**Exercise directions**: Transcribe exactly each line of the entries, from the opening line to the line with "reference carries none.", with both of those lines included.

**Provided records**:
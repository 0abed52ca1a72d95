//! Parsed image reference value type and canonical serialisation.

use super::{InvalidReferenceReason, ReferenceError};
use serde::{Deserialize, Serialize};
use std::fmt;
use std::str::FromStr;

/// Registry assumed when a reference names no host.
pub const DEFAULT_REGISTRY: &str = "docker.io";

/// Namespace of official images on the default registry.
pub const DEFAULT_NAMESPACE: &str = "library";

/// Tag assumed when a reference carries none.
pub const DEFAULT_TAG: &str = "latest";

/// Namespace prefix under which computed target references are placed.
pub const TARGET_NAMESPACE_PREFIX: &str = "transform";

/// Characters that mark a leading path segment as a registry host.
const REGISTRY_MARKERS: &[char] = &['.', ':'];

/// A reference decomposed into registry, namespace, repository, and tag.
#[derive(Debug, Clone, PartialEq, Eq, Hash, Serialize, Deserialize)]
pub struct ImageReference {
    registry: String,
    namespace: String,
    repository: String,
    tag: String,
}

impl ImageReference {
    /// Parses a human-supplied image reference.
    ///
    /// Parsing is deterministic: identical input always yields an identical
    /// value, which keeps computed target names stable across retries.
    ///
    /// # Errors
    ///
    /// Returns [`ReferenceError::InvalidReference`] when the input is empty,
    /// contains characters outside `[A-Za-z0-9._/:-]`, has an empty path
    /// segment or tag, or places a `:` anywhere other than the registry host
    /// or the tag separator.
    pub fn parse(reference: &str) -> Result<Self, ReferenceError> {
        let invalid = |reason| ReferenceError::invalid(reference, reason);

        if reference.is_empty() {
            return Err(invalid(InvalidReferenceReason::Empty));
        }
        if let Some(character) = reference.chars().find(|c| !is_allowed(*c)) {
            return Err(invalid(InvalidReferenceReason::ForbiddenCharacter(
                character,
            )));
        }

        let (path, tag) = split_tag(reference);
        let tag = match tag {
            Some("") => return Err(invalid(InvalidReferenceReason::EmptyTag)),
            Some(explicit) => explicit,
            None => DEFAULT_TAG,
        };

        let segments: Vec<&str> = path.split('/').collect();
        if segments.iter().any(|segment| segment.is_empty()) {
            return Err(invalid(InvalidReferenceReason::EmptySegment));
        }
        let colon_outside_host = match segments.as_slice() {
            [only] => only.contains(':'),
            [_, rest @ ..] => rest.iter().any(|segment| segment.contains(':')),
            [] => false,
        };
        if colon_outside_host {
            return Err(invalid(InvalidReferenceReason::MisplacedColon));
        }

        let (registry, namespace, repository) = match segments.as_slice() {
            [repository] => (DEFAULT_REGISTRY.to_owned(), DEFAULT_NAMESPACE.to_owned(), *repository),
            [host, repository] if looks_like_registry(host) => {
                ((*host).to_owned(), DEFAULT_NAMESPACE.to_owned(), *repository)
            }
            [namespace, repository] => {
                (DEFAULT_REGISTRY.to_owned(), (*namespace).to_owned(), *repository)
            }
            [host, middle @ .., repository] => ((*host).to_owned(), middle.join("/"), *repository),
            [] => return Err(invalid(InvalidReferenceReason::EmptySegment)),
        };

        Ok(Self {
            registry,
            namespace,
            repository: repository.to_owned(),
            tag: tag.to_owned(),
        })
    }

    /// Returns the registry host, including any port.
    #[must_use]
    pub fn registry(&self) -> &str {
        &self.registry
    }

    /// Returns the namespace, which may itself contain `/`.
    #[must_use]
    pub fn namespace(&self) -> &str {
        &self.namespace
    }

    /// Returns the repository name.
    #[must_use]
    pub fn repository(&self) -> &str {
        &self.repository
    }

    /// Returns the tag.
    #[must_use]
    pub fn tag(&self) -> &str {
        &self.tag
    }

    /// Returns `true` for official images (`docker.io/library/...`).
    #[must_use]
    pub fn is_official(&self) -> bool {
        self.registry == DEFAULT_REGISTRY && self.namespace == DEFAULT_NAMESPACE
    }

    /// Serialises the reference in canonical form.
    ///
    /// The default registry is omitted whenever the shortened form parses
    /// back to the same value, and the default namespace is additionally
    /// omitted for official images. A nested or dotted namespace on the
    /// default registry therefore keeps its `docker.io/` prefix, otherwise
    /// re-parsing would mistake the namespace for a host.
    #[must_use]
    pub fn normalized(&self) -> String {
        if self.is_official() {
            return format!("{}:{}", self.repository, self.tag);
        }
        if self.registry == DEFAULT_REGISTRY && !self.namespace_is_ambiguous() {
            return format!("{}/{}:{}", self.namespace, self.repository, self.tag);
        }
        format!(
            "{}/{}/{}:{}",
            self.registry, self.namespace, self.repository, self.tag
        )
    }

    fn namespace_is_ambiguous(&self) -> bool {
        self.namespace.contains('/') || self.namespace.contains(REGISTRY_MARKERS)
    }
}

impl FromStr for ImageReference {
    type Err = ReferenceError;

    fn from_str(s: &str) -> Result<Self, Self::Err> {
        Self::parse(s)
    }
}

impl fmt::Display for ImageReference {
    fn fmt(&self, f: &mut fmt::Formatter<'_>) -> fmt::Result {
        f.write_str(&self.normalized())
    }
}

/// Parses and re-serialises a reference in canonical form.
///
/// # Errors
///
/// Returns [`ReferenceError::InvalidReference`] for malformed input.
pub fn normalize(reference: &str) -> Result<String, ReferenceError> {
    ImageReference::parse(reference).map(|parsed| parsed.normalized())
}

/// Computes the destination reference for a source image on `target_host`.
///
/// The source's origin is preserved under a `transform/` namespace:
///
/// - `nginx:1.25` becomes `{host}/transform/nginx:1.25`
/// - `user/app:v2` becomes `{host}/transform/user/app:v2`
/// - `gcr.io/google/pause:3.9` becomes `{host}/transform/gcr.io/google/pause:3.9`
///
/// # Errors
///
/// Returns [`ReferenceError::InvalidReference`] when the source is malformed.
pub fn build_target_reference(source: &str, target_host: &str) -> Result<String, ReferenceError> {
    let parsed = ImageReference::parse(source)?;
    let host = normalize_registry_host(target_host);
    let origin = if parsed.is_official() {
        parsed.repository.clone()
    } else if parsed.registry == DEFAULT_REGISTRY {
        format!("{}/{}", parsed.namespace, parsed.repository)
    } else {
        format!(
            "{}/{}/{}",
            parsed.registry, parsed.namespace, parsed.repository
        )
    };
    Ok(format!(
        "{host}/{TARGET_NAMESPACE_PREFIX}/{origin}:{}",
        parsed.tag
    ))
}

/// Extracts the registry host from a fully-qualified reference.
///
/// Uses the same dot-or-colon heuristic as [`ImageReference::parse`] on the
/// first path segment and falls back to [`DEFAULT_REGISTRY`].
#[must_use]
pub fn extract_host(reference: &str) -> &str {
    match reference.split_once('/') {
        Some((first, _)) if looks_like_registry(first) => first,
        _ => DEFAULT_REGISTRY,
    }
}

/// Strips a URL scheme and trailing slashes from a configured registry URL.
#[must_use]
pub fn normalize_registry_host(url: &str) -> &str {
    let trimmed = url.trim();
    let without_scheme = trimmed
        .strip_prefix("https://")
        .or_else(|| trimmed.strip_prefix("http://"))
        .unwrap_or(trimmed);
    without_scheme.trim_end_matches('/')
}

const fn is_allowed(character: char) -> bool {
    character.is_ascii_alphanumeric() || matches!(character, '.' | '-' | '_' | '/' | ':')
}

fn looks_like_registry(segment: &str) -> bool {
    segment.contains(REGISTRY_MARKERS)
}

/// Splits the tag at the last `:` unless that colon belongs to a port.
fn split_tag(reference: &str) -> (&str, Option<&str>) {
    match reference.rsplit_once(':') {
        Some((path, tag)) if !tag.contains('/') => (path, Some(tag)),
        _ => (reference, None),
    }
}
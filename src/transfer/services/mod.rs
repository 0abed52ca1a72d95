//! Transfer orchestration services.

mod pipeline;

pub use pipeline::TransferPipeline;
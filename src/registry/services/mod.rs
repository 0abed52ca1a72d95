//! Registry configuration services.

mod admin;
mod resolver;

pub use admin::{
    CreateRegistryConfigRequest, RegistryConfigError, RegistryConfigResult, RegistryConfigService,
    UpdateRegistryConfigRequest,
};
pub use resolver::{CredentialError, CredentialResolver, Destination, DestinationRequest};
//! Error types for image reference parsing.

use std::fmt;
use thiserror::Error;

/// Errors returned while parsing image references.
#[derive(Debug, Clone, Error, PartialEq, Eq)]
pub enum ReferenceError {
    /// The reference is empty or structurally malformed.
    #[error("invalid image reference '{reference}': {reason}")]
    InvalidReference {
        /// The rejected input.
        reference: String,
        /// Why the input was rejected.
        reason: InvalidReferenceReason,
    },
}

impl ReferenceError {
    pub(crate) fn invalid(reference: &str, reason: InvalidReferenceReason) -> Self {
        Self::InvalidReference {
            reference: reference.to_owned(),
            reason,
        }
    }
}

/// Structural reason for rejecting a reference.
#[derive(Debug, Clone, Copy, PartialEq, Eq)]
pub enum InvalidReferenceReason {
    /// The reference is empty.
    Empty,
    /// The reference contains a character outside `[A-Za-z0-9._/:-]`.
    ForbiddenCharacter(char),
    /// A `/`-delimited path segment is empty.
    EmptySegment,
    /// The reference ends with `:` and no tag.
    EmptyTag,
    /// A `:` appears outside the registry port or the tag separator.
    MisplacedColon,
}

impl fmt::Display for InvalidReferenceReason {
    fn fmt(&self, f: &mut fmt::Formatter<'_>) -> fmt::Result {
        match self {
            Self::Empty => write!(f, "reference must not be empty"),
            Self::ForbiddenCharacter(character) => {
                write!(f, "character {character:?} is not allowed")
            }
            Self::EmptySegment => write!(f, "path segments must not be empty"),
            Self::EmptyTag => write!(f, "tag must not be empty"),
            Self::MisplacedColon => {
                write!(f, "':' is only allowed in the registry host or before the tag")
            }
        }
    }
}
//! Resolution of a request's destination into usable credentials.

use crate::reference::normalize_registry_host;
use crate::registry::{
    domain::RegistryConfigId,
    ports::{CipherError, PasswordCipher, RegistryConfigRepository, RegistryConfigRepositoryError},
};
use crate::transfer::domain::RegistryCredentials;
use std::fmt;
use std::sync::Arc;
use thiserror::Error;

/// Where a transfer should push: a stored configuration or inline fields.
///
/// A stored configuration identifier takes precedence over inline fields.
#[derive(Clone, Default, PartialEq, Eq)]
pub struct DestinationRequest {
    /// Stored configuration to use.
    pub config_id: Option<RegistryConfigId>,
    /// Inline registry host or URL.
    pub host: String,
    /// Inline username.
    pub username: String,
    /// Inline plain-text password.
    pub password: String,
}

impl DestinationRequest {
    /// Targets a stored configuration.
    #[must_use]
    pub fn stored(config_id: RegistryConfigId) -> Self {
        Self {
            config_id: Some(config_id),
            ..Self::default()
        }
    }

    /// Targets a registry with inline credentials.
    #[must_use]
    pub fn inline(
        host: impl Into<String>,
        username: impl Into<String>,
        password: impl Into<String>,
    ) -> Self {
        Self {
            config_id: None,
            host: host.into(),
            username: username.into(),
            password: password.into(),
        }
    }
}

impl fmt::Debug for DestinationRequest {
    fn fmt(&self, f: &mut fmt::Formatter<'_>) -> fmt::Result {
        f.debug_struct("DestinationRequest")
            .field("config_id", &self.config_id)
            .field("host", &self.host)
            .field("username", &self.username)
            .field("password", &"<redacted>")
            .finish()
    }
}

/// Destination details that are safe to persist on a task record.
#[derive(Debug, Clone, PartialEq, Eq)]
pub struct Destination {
    /// Registry host without scheme.
    pub host: String,
    /// Username presented to the registry.
    pub username: String,
    /// Stored configuration the destination came from.
    pub config_id: Option<RegistryConfigId>,
}

/// Errors returned while resolving destination credentials.
#[derive(Debug, Error)]
pub enum CredentialError {
    /// Neither a stored configuration nor a full inline set was supplied.
    #[error("a stored registry configuration or inline host, username, and password is required")]
    IncompleteConfiguration,

    /// The referenced stored configuration does not exist.
    #[error("registry configuration not found: {0}")]
    ConfigNotFound(RegistryConfigId),

    /// Looking up the stored configuration failed.
    #[error(transparent)]
    Repository(#[from] RegistryConfigRepositoryError),

    /// Decrypting the stored password failed.
    #[error(transparent)]
    Cipher(#[from] CipherError),
}

/// Turns a [`DestinationRequest`] into [`RegistryCredentials`].
#[derive(Clone)]
pub struct CredentialResolver<R, P>
where
    R: RegistryConfigRepository,
    P: PasswordCipher,
{
    repository: Arc<R>,
    cipher: Arc<P>,
}

impl<R, P> CredentialResolver<R, P>
where
    R: RegistryConfigRepository,
    P: PasswordCipher,
{
    /// Creates a resolver over a configuration store and cipher.
    #[must_use]
    pub const fn new(repository: Arc<R>, cipher: Arc<P>) -> Self {
        Self { repository, cipher }
    }

    /// Resolves host and username without touching the password.
    ///
    /// # Errors
    ///
    /// Returns [`CredentialError::IncompleteConfiguration`] when inline fields
    /// are missing, [`CredentialError::ConfigNotFound`] for an unknown stored
    /// configuration, or the repository failure unchanged.
    pub async fn describe(&self, request: &DestinationRequest) -> Result<Destination, CredentialError> {
        if let Some(config_id) = request.config_id {
            let config = self
                .repository
                .find_by_id(config_id)
                .await?
                .ok_or(CredentialError::ConfigNotFound(config_id))?;
            return Ok(Destination {
                host: config.host().to_owned(),
                username: config.username().to_owned(),
                config_id: Some(config_id),
            });
        }

        let (host, username, _) = inline_fields(request)?;
        Ok(Destination {
            host: host.to_owned(),
            username: username.to_owned(),
            config_id: None,
        })
    }

    /// Resolves full credentials, decrypting a stored password if needed.
    ///
    /// # Errors
    ///
    /// As [`CredentialResolver::describe`], plus [`CredentialError::Cipher`]
    /// when the stored password cannot be decrypted. Nothing is retried.
    pub async fn resolve(
        &self,
        request: &DestinationRequest,
    ) -> Result<RegistryCredentials, CredentialError> {
        if let Some(config_id) = request.config_id {
            let config = self
                .repository
                .find_by_id(config_id)
                .await?
                .ok_or(CredentialError::ConfigNotFound(config_id))?;
            let password = self.cipher.decrypt(config.password_encrypted())?;
            return Ok(RegistryCredentials::new(
                config.host(),
                config.username(),
                password,
            ));
        }

        let (host, username, password) = inline_fields(request)?;
        Ok(RegistryCredentials::new(host, username, password))
    }
}

fn inline_fields(request: &DestinationRequest) -> Result<(&str, &str, &str), CredentialError> {
    let host = normalize_registry_host(&request.host);
    let username = request.username.trim();
    if host.is_empty() || username.is_empty() || request.password.is_empty() {
        return Err(CredentialError::IncompleteConfiguration);
    }
    Ok((host, username, &request.password))
}
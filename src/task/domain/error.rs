//! Error types for task domain transitions and parsing.

use super::{TaskId, TaskStatus};
use thiserror::Error;

/// Errors returned by task state transitions.
#[derive(Debug, Clone, Error, PartialEq, Eq)]
pub enum TaskDomainError {
    /// The requested transition is not permitted from the current status.
    #[error("task {task_id} cannot move from {from} to {to}")]
    InvalidTransition {
        /// Task being transitioned.
        task_id: TaskId,
        /// Current status.
        from: TaskStatus,
        /// Requested status.
        to: TaskStatus,
    },

    /// A progress report arrived while the task was not running.
    #[error("task {task_id} is {status}, progress can only change while running")]
    NotRunning {
        /// Task being updated.
        task_id: TaskId,
        /// Current status.
        status: TaskStatus,
    },
}

/// Error returned while parsing task statuses from persistence.
#[derive(Debug, Clone, Error, PartialEq, Eq)]
#[error("unknown task status: {0}")]
pub struct ParseTaskStatusError(pub String);
//! Given steps for transfer task BDD scenarios.

use std::time::Duration;

use super::world::TransferWorld;
use image_relay::registry::services::DestinationRequest;
use image_relay::transfer::adapters::ImageOperation;
use rstest_bdd_macros::given;

#[given(r#"an inline destination "{url}" for user "{username}""#)]
fn inline_destination(world: &mut TransferWorld, url: String, username: String) {
    world.destination = Some(DestinationRequest::inline(url, username, "s3cret"));
}

#[given("a destination without credentials")]
fn destination_without_credentials(world: &mut TransferWorld) {
    world.destination = Some(DestinationRequest::default());
}

#[given(r#"the registry rejects pushes with "{message}""#)]
fn registry_rejects_pushes(world: &mut TransferWorld, message: String) {
    world.images.fail_on(ImageOperation::Push, message);
}

#[given("pushes stall for {seconds:u64} seconds")]
fn pushes_stall(world: &mut TransferWorld, seconds: u64) {
    world
        .images
        .delay_on(ImageOperation::Push, Duration::from_secs(seconds));
}
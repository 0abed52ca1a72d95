//! Port contracts for image transfers.

pub mod image_client;
pub mod observer;

pub use image_client::{ImageClient, ImageClientError, ImageClientResult, run_cancellable};
pub use observer::StepObserver;
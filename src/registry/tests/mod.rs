//! Unit tests for the registry module.
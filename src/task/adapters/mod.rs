//! Adapter implementations for task persistence.

pub mod memory;
pub mod postgres;
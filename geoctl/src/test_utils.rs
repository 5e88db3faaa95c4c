//! Test doubles and app constructors shared by unit and handler tests.

use crate::config::Config;
use crate::db::errors::Result as DbResult;
use crate::db::models::AuditFields;
use crate::db::models::{
    municipalities::{MunicipalityDBResponse, MunicipalityUpsertDBRequest},
    regions::{RegionDBResponse, RegionUpsertDBRequest},
    states::{StateDBResponse, StateUpsertDBRequest},
};
use crate::sync::localities::{FetchError, FetchLocalities, LocalityStore, endpoint_path};
use crate::sync::state_images::StateImages;
use crate::types::{Actor, Level, MunicipalityId, RegionId, StateId};
use crate::{AppState, build_router};
use async_trait::async_trait;
use axum_test::TestServer;
use chrono::Utc;
use serde_json::{Value, json};
use sqlx::PgPool;
use std::collections::HashMap;
use std::sync::{Arc, Mutex};

pub fn create_test_config() -> Config {
    let mut config = Config::default();
    config.database.url = "postgres://localhost/geoctl_test".to_string();
    config.auth.proxy_header.enabled = false;
    config
}

pub async fn create_test_app(pool: PgPool) -> (TestServer, Arc<MockLocalities>) {
    create_test_app_with_config(pool, create_test_config()).await
}

/// Build the full router over `pool` with IBGE replaced by a [`MockLocalities`].
pub async fn create_test_app_with_config(pool: PgPool, config: Config) -> (TestServer, Arc<MockLocalities>) {
    let localities = Arc::new(MockLocalities::new());
    let state_images = StateImages::new(&config.images).expect("Failed to build image client");

    let state = AppState::builder()
        .db(pool)
        .config(config)
        .localities(localities.clone())
        .state_images(Arc::new(state_images))
        .build();
    let router = build_router(&state).expect("Failed to build router");
    let server = TestServer::new(router).expect("Failed to create test server");

    (server, localities)
}

/// The five macro-regions as IBGE returns them from `regioes`.
pub fn five_regions() -> Value {
    json!([
        {"id": 1, "sigla": "N", "nome": "Norte"},
        {"id": 2, "sigla": "NE", "nome": "Nordeste"},
        {"id": 3, "sigla": "SE", "nome": "Sudeste"},
        {"id": 4, "sigla": "S", "nome": "Sul"},
        {"id": 5, "sigla": "CO", "nome": "Centro-Oeste"}
    ])
}

/// São Paulo as IBGE returns it from `estados/35`.
pub fn sao_paulo_state() -> Value {
    json!({
        "id": 35,
        "sigla": "SP",
        "nome": "São Paulo",
        "regiao": {"id": 3, "sigla": "SE", "nome": "Sudeste"}
    })
}

/// Canned IBGE responses keyed by endpoint path (`regioes`, `estados/35`, ...).
///
/// Unknown paths answer 404. Every call is recorded along with its `verify` flag.
#[derive(Default)]
pub struct MockLocalities {
    responses: Mutex<HashMap<String, Value>>,
    calls: Mutex<Vec<(String, bool)>>,
}

impl MockLocalities {
    pub fn new() -> Self {
        Self::default()
    }

    pub fn respond(&self, path: &str, body: Value) {
        self.responses.lock().unwrap().insert(path.to_string(), body);
    }

    pub fn calls(&self) -> Vec<String> {
        self.calls.lock().unwrap().iter().map(|(path, _)| path.clone()).collect()
    }

    pub fn verify_flags(&self) -> Vec<bool> {
        self.calls.lock().unwrap().iter().map(|(_, verify)| *verify).collect()
    }
}

#[async_trait]
impl FetchLocalities for MockLocalities {
    async fn fetch(&self, level: Level, id: Option<i32>, parent_id: Option<i32>, verify: bool) -> Result<Value, FetchError> {
        let path = endpoint_path(level, id, parent_id);
        self.calls.lock().unwrap().push((path.clone(), verify));

        self.responses
            .lock()
            .unwrap()
            .get(&path)
            .cloned()
            .ok_or_else(|| FetchError::Status {
                url: format!("mock://ibge/{path}"),
                status: reqwest::StatusCode::NOT_FOUND,
                body: "[]".to_string(),
            })
    }
}

fn audit(actor: &Actor) -> AuditFields {
    let now = Utc::now();
    AuditFields {
        created_at: now,
        created_by: actor.clone(),
        updated_at: now,
        updated_by: actor.clone(),
        deleted_at: None,
        deleted_by: None,
        is_active: true,
    }
}

/// In-memory [`LocalityStore`] that records the order of writes as `level:id`.
#[derive(Default)]
pub struct MockLocalityStore {
    regions: HashMap<RegionId, RegionDBResponse>,
    states: HashMap<StateId, StateDBResponse>,
    municipalities: HashMap<MunicipalityId, MunicipalityDBResponse>,
    writes: Vec<String>,
}

impl MockLocalityStore {
    pub fn new() -> Self {
        Self::default()
    }

    pub fn region(&self, id: RegionId) -> Option<&RegionDBResponse> {
        self.regions.get(&id)
    }

    pub fn state(&self, id: StateId) -> Option<&StateDBResponse> {
        self.states.get(&id)
    }

    pub fn region_count(&self) -> usize {
        self.regions.len()
    }

    pub fn state_count(&self) -> usize {
        self.states.len()
    }

    pub fn writes(&self) -> Vec<String> {
        self.writes.clone()
    }
}

#[async_trait]
impl LocalityStore for MockLocalityStore {
    async fn upsert_region(&mut self, request: &RegionUpsertDBRequest) -> DbResult<RegionDBResponse> {
        self.writes.push(format!("region:{}", request.id));
        let region = RegionDBResponse {
            id: request.id,
            abbreviation: request.abbreviation.clone(),
            name: request.name.clone(),
            description: String::new(),
            mesh_url: String::new(),
            audit: audit(&request.actor),
        };
        self.regions.insert(region.id, region.clone());
        Ok(region)
    }

    async fn upsert_state(&mut self, request: &StateUpsertDBRequest) -> DbResult<StateDBResponse> {
        self.writes.push(format!("state:{}", request.id));
        let state = StateDBResponse {
            id: request.id,
            region_id: request.region_id,
            abbreviation: request.abbreviation.clone(),
            name: request.name.clone(),
            description: String::new(),
            mesh_url: String::new(),
            flag_path: None,
            coat_of_arms_path: None,
            audit: audit(&request.actor),
        };
        self.states.insert(state.id, state.clone());
        Ok(state)
    }

    async fn upsert_municipality(&mut self, request: &MunicipalityUpsertDBRequest) -> DbResult<MunicipalityDBResponse> {
        self.writes.push(format!("municipality:{}", request.id));
        let municipality = MunicipalityDBResponse {
            id: request.id,
            state_id: request.state_id,
            name: request.name.clone(),
            mesh_url: String::new(),
            audit: audit(&request.actor),
        };
        self.municipalities.insert(municipality.id, municipality.clone());
        Ok(municipality)
    }
}
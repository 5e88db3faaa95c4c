//! API request/response models for regions.

use super::AuditInfo;
use super::pagination::Pagination;
use crate::db::models::regions::{RegionCreateDBRequest, RegionDBResponse, RegionUpdateDBRequest};
use crate::errors::{Error, Result};
use crate::types::{Actor, RegionId};
use crate::validation;
use serde::{Deserialize, Serialize};
use utoipa::{IntoParams, ToSchema};

/// Query parameters for listing regions
#[derive(Debug, Deserialize, IntoParams, ToSchema)]
pub struct ListRegionsQuery {
    #[serde(flatten)]
    #[param(inline)]
    pub pagination: Pagination,

    /// Case-insensitive substring match on name or abbreviation
    pub search: Option<String>,
}

/// Request body for creating a region by hand. The id is the IBGE code.
#[derive(Debug, Clone, Serialize, Deserialize, ToSchema)]
pub struct RegionCreate {
    #[schema(example = 3)]
    pub id: RegionId,
    #[schema(example = "SE")]
    #[serde(default)]
    pub abbreviation: String,
    #[schema(example = "Sudeste")]
    pub name: String,
    #[serde(default)]
    pub description: String,
    #[serde(default)]
    pub mesh_url: String,
}

impl RegionCreate {
    pub fn into_db_request(self, actor: Actor) -> Result<RegionCreateDBRequest> {
        if self.id <= 0 {
            return Err(Error::BadRequest {
                message: "Region id must be a positive IBGE code".to_string(),
            });
        }
        Ok(RegionCreateDBRequest {
            id: self.id,
            abbreviation: self.abbreviation.trim().to_uppercase(),
            name: validation::name(&self.name)?,
            description: self.description,
            mesh_url: self.mesh_url,
            created_by: actor,
        })
    }
}

/// Partial update. Omitted fields are left unchanged; `is_active: false` soft-deletes.
#[derive(Debug, Clone, Default, Serialize, Deserialize, ToSchema)]
pub struct RegionUpdate {
    pub abbreviation: Option<String>,
    pub name: Option<String>,
    pub description: Option<String>,
    pub mesh_url: Option<String>,
    pub is_active: Option<bool>,
}

impl RegionUpdate {
    pub fn into_db_request(self, actor: Actor) -> Result<RegionUpdateDBRequest> {
        Ok(RegionUpdateDBRequest {
            abbreviation: self.abbreviation.map(|a| a.trim().to_uppercase()),
            name: validation::optional(self.name.as_deref(), validation::name)?,
            description: self.description,
            mesh_url: self.mesh_url,
            is_active: self.is_active,
            updated_by: actor,
        })
    }
}

#[derive(Debug, Clone, Serialize, Deserialize, ToSchema)]
pub struct RegionResponse {
    pub id: RegionId,
    pub abbreviation: String,
    pub name: String,
    pub description: String,
    pub mesh_url: String,
    #[serde(flatten)]
    pub audit: AuditInfo,
}

impl From<RegionDBResponse> for RegionResponse {
    fn from(db: RegionDBResponse) -> Self {
        Self {
            id: db.id,
            abbreviation: db.abbreviation,
            name: db.name,
            description: db.description,
            mesh_url: db.mesh_url,
            audit: db.audit.into(),
        }
    }
}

**Reply to the exercise**:
repository 0abed52ca1a72d95
//! Parsed image reference value type and canonical serialisation.

use super::{InvalidReferenceReason, ReferenceError};
use serde::{Deserialize, Serialize};
use std::fmt;
use std::str::FromStr;

/// Registry assumed when a reference names no host.
pub const DEFAULT_REGISTRY: &str = "docker.io";

/// Namespace of official images on the default registry.
pub const DEFAULT_NAMESPACE: &str = "library";

/// Tag assumed when a reference carries none.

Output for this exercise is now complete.